No hemos cambiado nada, pensé. Siempre las referencias
librescas.
Hizo pedazos el billete y guardó la moneda.
Yo resolví tirarla al río. El arco del escudo de plata
perdiéndose en el río de plata hubiera conferido a mi historia una imagen
vívida, pero la suerte no lo quiso.
Respondí que lo sobrenatural, si ocurre dos veces, deja
de ser aterrador. Le propuse que nos viéramos al día siguiente, en ese mismo
banco que está en dos tiempos y en dos sitios.
Asintió en el acto y me dijo, sin mirar el reloj, que se
le había hecho tarde. Los dos mentíamos y cada cual sabía que su interlocutor
estaba mintiendo. Le dije que iban a venir a buscarme.
–¿A buscarlo? –me interrogó.
–Sí. Cuando alcances mi edad habrás perdido casi por
completo la vista. Verás el color amarillo y sombras y luces. No te preocupes.
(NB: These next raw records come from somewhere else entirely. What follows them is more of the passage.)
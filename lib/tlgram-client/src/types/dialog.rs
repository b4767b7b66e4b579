// Copyright 2020 - developers of the `tlgram` project.
//
// Licensed under the Apache License, Version 2.0 <LICENSE-APACHE or
// https://www.apache.org/licenses/LICENSE-2.0> or the MIT license
// <LICENSE-MIT or https://opensource.org/licenses/MIT>, at your
// option. This file may not be copied, modified, or distributed
// except according to those terms.

use std::sync::Arc;

use super::{Chat, ChatMap};
use tlgram_tl_types as tl;

/// An open conversation, as returned by [`crate::Client::iter_dialogs`].
#[derive(Debug, Clone)]
pub struct Dialog {
    pub raw: tl::enums::Dialog,
    pub chat: Chat,
    /// The most recent message in this dialog, in its raw wire form.
    ///
    /// Kept unrendered on purpose: building the same rich `Message` the update stream
    /// produces would require this crate to carry the rendering stack this facade does
    /// not; callers that need more than the raw fields should re-fetch via
    /// `messages.getHistory` instead.
    pub last_message: Option<tl::enums::Message>,
}

fn message_peer(message: &tl::enums::Message) -> Option<&tl::enums::Peer> {
    match message {
        tl::enums::Message::Empty(m) => m.peer_id.as_ref(),
        tl::enums::Message::Message(m) => Some(&m.peer_id),
        tl::enums::Message::Service(m) => Some(&m.peer_id),
    }
}

/// `(id, date)` of a message, used to page through `messages.getDialogs`.
pub(crate) fn message_id_date(message: &tl::enums::Message) -> (i32, i32) {
    match message {
        tl::enums::Message::Empty(m) => (m.id, 0),
        tl::enums::Message::Message(m) => (m.id, m.date),
        tl::enums::Message::Service(m) => (m.id, m.date),
    }
}

impl Dialog {
    pub(crate) fn new(
        dialog: tl::enums::Dialog,
        messages: &mut Vec<tl::enums::Message>,
        chats: &Arc<ChatMap>,
    ) -> Self {
        let peer = match &dialog {
            tl::enums::Dialog::Dialog(dialog) => &dialog.peer,
            tl::enums::Dialog::Folder(dialog) => &dialog.peer,
        };

        let chat = chats.get(peer).expect("dialogs use an unknown peer").clone();

        let last_message = messages
            .iter()
            .position(|m| message_peer(m).is_some_and(|p| p == peer))
            .map(|i| messages.swap_remove(i));

        Self {
            chat,
            last_message,
            raw: dialog,
        }
    }

    pub fn chat(&self) -> &Chat {
        &self.chat
    }
}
La ceguera gradual no es una cosa trágica. Es como un lento atardecer de
verano.
Nos despedimos sin habernos tocado. Al día siguiente no
fui. El otro tampoco habrá ido.
He cavilado mucho sobre este encuentro, que no he contado
a nadie. Creo haber descubierto la clave. El encuentro fue real, pero el otro
conversó conmigo en un sueño y fue así que pudo olvidarme; yo conversé con él
en la vigilia y todavía me atormenta el recuerdo.
El otro me soñó, pero no me soñó rigurosamente. Soñó,
ahora lo entiendo, la imposible fecha en el dólar.